Wednesday, November 11, 2015

How worried should we be about a China slowdown?

The figures coming out of China was mixed. Industrial production is decelerating and missed expectations; fixed asset investment slowed, but was in line with expectations; and retail sales rose and beat expectations. The overall picture is a slowing industrial, export and infrastructure spending and an upbeat household sector.

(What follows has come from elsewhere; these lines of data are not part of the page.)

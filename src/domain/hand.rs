use core::fmt;
use std::str::FromStr;

use serde::{Deserialize, Serialize};

use crate::domain::card::Card;
use crate::domain::errors::CardError;

/// Длина токена карманной руки: две карты по два символа.
pub const HOLE_TOKEN_LEN: usize = 4;

/// Длина борда в строке раздачи: пять карт без разделителей.
pub const BOARD_TOKEN_LEN: usize = 10;

/// Упакованная сила руки: чем больше число, тем сильнее рука.
///
/// Заполняется в eval (см. `HandRank::from_category_and_ranks`).
#[derive(Clone, Copy, Debug, Serialize, Deserialize, PartialEq, Eq, PartialOrd, Ord, Hash)]
pub struct HandRank(pub u32);

/// Карманные карты игрока — ровно две, в порядке ввода.
///
/// Уникальность карт не проверяется.
#[derive(Clone, Copy, Debug, Serialize, Deserialize, PartialEq, Eq, Hash)]
pub struct HoleCards([Card; 2]);

impl HoleCards {
    pub const fn new(first: Card, second: Card) -> Self {
        Self([first, second])
    }

    pub fn cards(&self) -> &[Card; 2] {
        &self.0
    }

    /// Токен вида `AhKd` — вторичный ключ сортировки при равной силе.
    pub fn token(&self) -> String {
        self.to_string()
    }
}

impl fmt::Display for HoleCards {
    fn fmt(&self, f: &mut fmt::Formatter<'_>) -> fmt::Result {
        write!(f, "{}{}", self.0[0], self.0[1])
    }
}

/// Парсинг токена из 4 символов, например "AhKd".
impl FromStr for HoleCards {
    type Err = CardError;

    fn from_str(s: &str) -> Result<Self, Self::Err> {
        if s.chars().count() != HOLE_TOKEN_LEN {
            return Err(CardError::InvalidHandToken(s.to_string()));
        }
        let (first, second) = split_at_char(s, 2);
        Ok(HoleCards::new(first.parse()?, second.parse()?))
    }
}

/// Борд: ровно 5 общих карт, только для чтения всеми руками раздачи.
#[derive(Clone, Copy, Debug, Serialize, Deserialize, PartialEq, Eq, Hash)]
pub struct Board([Card; 5]);

impl Board {
    pub const fn new(cards: [Card; 5]) -> Self {
        Self(cards)
    }

    pub fn cards(&self) -> &[Card; 5] {
        &self.0
    }
}

impl TryFrom<Vec<Card>> for Board {
    type Error = CardError;

    fn try_from(cards: Vec<Card>) -> Result<Self, Self::Error> {
        let rendered: String = cards.iter().map(Card::to_string).collect();
        let cards: [Card; 5] = cards
            .try_into()
            .map_err(|_| CardError::InvalidBoard(rendered))?;
        Ok(Board(cards))
    }
}

impl fmt::Display for Board {
    fn fmt(&self, f: &mut fmt::Formatter<'_>) -> fmt::Result {
        for card in &self.0 {
            write!(f, "{card}")?;
        }
        Ok(())
    }
}

/// Парсинг строки из 10 символов, например "4cKs4h8s7s".
impl FromStr for Board {
    type Err = CardError;

    fn from_str(s: &str) -> Result<Self, Self::Err> {
        if s.chars().count() != BOARD_TOKEN_LEN {
            return Err(CardError::InvalidBoard(s.to_string()));
        }

        let mut cards = Vec::with_capacity(5);
        let mut rest = s;
        while !rest.is_empty() {
            let (card, tail) = split_at_char(rest, 2);
            cards.push(card.parse::<Card>()?);
            rest = tail;
        }
        Board::try_from(cards)
    }
}

/// Разрезать строку после `n` символов (не байт).
pub(crate) fn split_at_char(s: &str, n: usize) -> (&str, &str) {
    match s.char_indices().nth(n) {
        Some((idx, _)) => s.split_at(idx),
        None => (s, ""),
    }
}
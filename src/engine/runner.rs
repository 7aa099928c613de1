use std::io::{self, BufRead, Write};
use std::time::{Duration, Instant};

use crate::api::dto::{DealErrorDto, DealResultDto};
use crate::engine::deal::{Deal, RankedDeal};
use crate::engine::errors::{DealError, RunError};
use crate::engine::format::format_text;
use crate::infra::config::{OutputFormat, RankerConfig};

/// Итоги прогона по всему вводу.
#[derive(Clone, Copy, Debug, Default, PartialEq, Eq)]
pub struct RunStats {
    pub lines: usize,
    pub ranked: usize,
    pub skipped: usize,
    pub elapsed: Duration,
}

/// Следующая строка ввода без `\n` / `\r\n`, `None` в конце потока.
///
/// Байты не из UTF-8 заменяются на U+FFFD: такая строка не разберётся
/// как раздача и будет пропущена, остальной ввод обрабатывается дальше.
fn next_line<R: BufRead>(input: &mut R, buf: &mut Vec<u8>) -> io::Result<Option<String>> {
    buf.clear();
    if input.read_until(b'\n', buf)? == 0 {
        return Ok(None);
    }
    if buf.last() == Some(&b'\n') {
        buf.pop();
        if buf.last() == Some(&b'\r') {
            buf.pop();
        }
    }
    Ok(Some(String::from_utf8_lossy(buf).into_owned()))
}

/// Разобрать, оценить и отсортировать одну строку.
pub fn process_line(line: &str, config: &RankerConfig) -> Result<RankedDeal, DealError> {
    let deal: Deal = line.parse().map_err(|source| DealError {
        line: line.to_string(),
        source,
    })?;
    Ok(deal.rank(config))
}

/// Строка вывода для результата `process_line`.
pub fn render_line(
    outcome: &Result<RankedDeal, DealError>,
    format: OutputFormat,
) -> Result<String, serde_json::Error> {
    Ok(match (format, outcome) {
        (OutputFormat::Text, Ok(deal)) => format_text(deal),
        (OutputFormat::Text, Err(err)) => err.to_string(),
        (OutputFormat::Json, Ok(deal)) => serde_json::to_string(&DealResultDto::from(deal))?,
        (OutputFormat::Json, Err(err)) => serde_json::to_string(&DealErrorDto::from(err))?,
    })
}

/// Обработать весь ввод построчно.
///
/// Битая строка не останавливает прогон: печатается сообщение об ошибке,
/// и обработка идёт дальше. Прерывает прогон только ошибка ввода-вывода.
pub fn run<R: BufRead, W: Write>(
    mut input: R,
    mut output: W,
    config: &RankerConfig,
) -> Result<RunStats, RunError> {
    let start = Instant::now();
    let mut stats = RunStats::default();

    let mut buf = Vec::new();
    while let Some(line) = next_line(&mut input, &mut buf)? {
        stats.lines += 1;

        let outcome = process_line(&line, config);
        match &outcome {
            Ok(deal) => {
                stats.ranked += 1;
                log::debug!("строка {}: {} рук", stats.lines, deal.hands.len());
            }
            Err(err) => {
                stats.skipped += 1;
                log::warn!("строка {}: {}", stats.lines, err.source);
            }
        }

        writeln!(output, "{}", render_line(&outcome, config.output)?)?;
    }

    stats.elapsed = start.elapsed();
    if config.timed {
        writeln!(output, "{:.3}", stats.elapsed.as_secs_f64())?;
    }
    output.flush()?;

    log::info!(
        "обработано строк: {}, пропущено: {}, за {:?}",
        stats.lines,
        stats.skipped,
        stats.elapsed
    );
    Ok(stats)
}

Tom Orlik summarized it as a good news and bad news story. The good news is the Chinese economy is re-balancing growth towards the consumer, but FAI is slowing and consumer growth isn't rising very quickly to make up for the lost growth (annotations in white are mine):


Here, we see that Old China style growth, powered by credit driven infrastructure spending, is decelerating along a number of dimensions:


I have written about China re-balancing before by highlighting this pair chart of New China-Old China ETF pairs. When the lines are rising, New China consumer led growth stocks are outperforming and, when the lines are falling, Old China credit driven infrastructure growth is ascendant. We have seen the New China stocks begin to outperform in April and they haven't looked back since.



What about the slowdown?
Many investors I have talked to are bewildered by the China bull and bear debate. The bulls will point to evidence of re-balancing as a positive sign for the Chinese growth outlook, as exemplified by Alibaba's Singles' Day sale of USD 14.3 billion, which surpassed last year's sales of USD 9.3 billion. The bears, on the other hand, will contend that, at the end of the day, Chinese growth is still slowing.

To settle the argument, I turned to Mr. Market for his verdict. The chart below shows the relative performance of the stock markets of China's major Asian trading partners, Hong Kong, Taiwan and South Korea, relative to the Chinese market. I used USD denominated ETFs to filter out any currency effects and used FXI as the proxy for China. As the chart indicates, the major Asian market ETFs that trade and export to China are all outperforming FXI. If Mr. Market was indeed worried about a China slowdown affecting her Asian trading partners, then these markets would be underperforming.



If the market doesn't seem to be all that worried a China slowdown, should you?